ABOUT THIS TASK: All lines from the one containing "let shipping = InMemoryShippingService::new();" down to the one containing "fulfil(&orchestrator, &saga, order).await;", both ends included, are to be given again exactly; omit the rest of the listing below.

══════════

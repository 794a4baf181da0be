//! Fulfillment demo entry point.
//!
//! Runs a handful of orders through the orchestrator against in-memory
//! services, including a payment outage that opens the payment breaker, then
//! prints the Prometheus exposition of everything that was recorded.

use std::sync::Arc;

use fulfillment::{
    InMemoryInventoryService, InMemoryPaymentService, InMemoryShippingService, Order, PAYMENT,
    fulfillment_config, order_fulfillment_saga, steps::keys,
};
use saga::{InMemoryEventLog, OrchestratorConfig, Saga, SagaOrchestrator};
use tracing_subscriber::EnvFilter;
use tracing_subscriber::layer::SubscriberExt;
use tracing_subscriber::util::SubscriberInitExt;

async fn fulfil(orchestrator: &SagaOrchestrator, saga: &Saga, order: Order) {
    let order_id = order.order_id.as_str();
    let context = match order.to_context() {
        Ok(context) => context,
        Err(error) => {
            tracing::error!(%order_id, %error, "order could not be encoded");
            return;
        }
    };

    let execution = match orchestrator.execute(saga, context).await {
        Ok(execution) => execution,
        Err(error) => {
            tracing::error!(%order_id, %error, "saga rejected before running");
            return;
        }
    };

    let status = execution.status();
    metrics::counter!("fulfillment_orders_total", "status" => status.as_str()).increment(1);
    match execution.error() {
        None => tracing::info!(
            %order_id,
            tracking_number = ?execution.context().get_str(keys::TRACKING_NUMBER),
            "order fulfilled"
        ),
        Some(error) => tracing::warn!(
            %order_id,
            %status,
            circuit_open = error.is_circuit_open(),
            %error,
            "order rolled back"
        ),
    }
}

#[tokio::main]
async fn main() {
    // 1. Initialize tracing
    tracing_subscriber::registry()
        .with(EnvFilter::try_from_default_env().unwrap_or_else(|_| EnvFilter::new("info")))
        .with(tracing_subscriber::fmt::layer())
        .init();

    // 2. Install Prometheus metrics recorder
    let metrics_handle = metrics_exporter_prometheus::PrometheusBuilder::new()
        .install_recorder()
        .expect("failed to install Prometheus recorder");

    // 3. Build the orchestrator from the environment
    let events = InMemoryEventLog::new();
    let orchestrator = match SagaOrchestrator::new(fulfillment_config(OrchestratorConfig::from_env()))
    {
        Ok(orchestrator) => orchestrator.with_event_sink(Arc::new(events.clone())),
        Err(error) => {
            tracing::error!(%error, "invalid orchestrator configuration");
            std::process::exit(1);
        }
    };

    // 4. Wire the services into the saga
    let inventory = InMemoryInventoryService::new();
    let payment = InMemoryPaymentService::new();
    let shipping = InMemoryShippingService::new();
    let saga = order_fulfillment_saga(
        Arc::new(inventory.clone()),
        Arc::new(payment.clone()),
        Arc::new(shipping.clone()),
    );

    // 5. A clean order
    fulfil(
        &orchestrator,
        &saga,
        Order::new("ORD-1001", "CUST-1").with_item("SKU-001", 2, 1250),
    )
    .await;

    // 6. Payment outage: declines until the breaker opens, then fails fast
    payment.set_fail_on_charge(true);
    let threshold = orchestrator
        .breaker(PAYMENT)
        .map_or(0, |breaker| breaker.config().failure_threshold);
    for n in 0..=threshold {
        let order = Order::new(format!("ORD-{}", 2001 + n), "CUST-2").with_item("SKU-002", 1, 999);
        fulfil(&orchestrator, &saga, order).await;
    }
    payment.set_fail_on_charge(false);

    // 7. Shipping outage: payment is refunded and stock released
    shipping.set_fail_on_create(true);
    fulfil(
        &orchestrator,
        &saga,
        Order::new("ORD-3001", "CUST-3").with_item("SKU-003", 1, 4500),
    )
    .await;
    shipping.set_fail_on_create(false);

    for snapshot in orchestrator.breakers().snapshots() {
        match serde_json::to_string(&snapshot) {
            Ok(json) => tracing::info!(breaker = %json, "breaker state"),
            Err(error) => tracing::warn!(%error, "could not encode breaker snapshot"),
        }
    }
    tracing::info!(
        events = events.event_count().await,
        reservations = inventory.reservation_count(),
        payments = payment.payment_count(),
        shipments = shipping.shipment_count(),
        "demo finished"
    );

    println!("{}", metrics_handle.render());
}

══════════

EXPECTED ANSWER:
    let shipping = InMemoryShippingService::new();
    let saga = order_fulfillment_saga(
        Arc::new(inventory.clone()),
        Arc::new(payment.clone()),
        Arc::new(shipping.clone()),
    );

    // 5. A clean order
    fulfil(
        &orchestrator,
        &saga,
        Order::new("ORD-1001", "CUST-1").with_item("SKU-001", 2, 1250),
    )
    .await;

    // 6. Payment outage: declines until the breaker opens, then fails fast
    payment.set_fail_on_charge(true);
    let threshold = orchestrator
        .breaker(PAYMENT)
        .map_or(0, |breaker| breaker.config().failure_threshold);
    for n in 0..=threshold {
        let order = Order::new(format!("ORD-{}", 2001 + n), "CUST-2").with_item("SKU-002", 1, 999);
        fulfil(&orchestrator, &saga, order).await;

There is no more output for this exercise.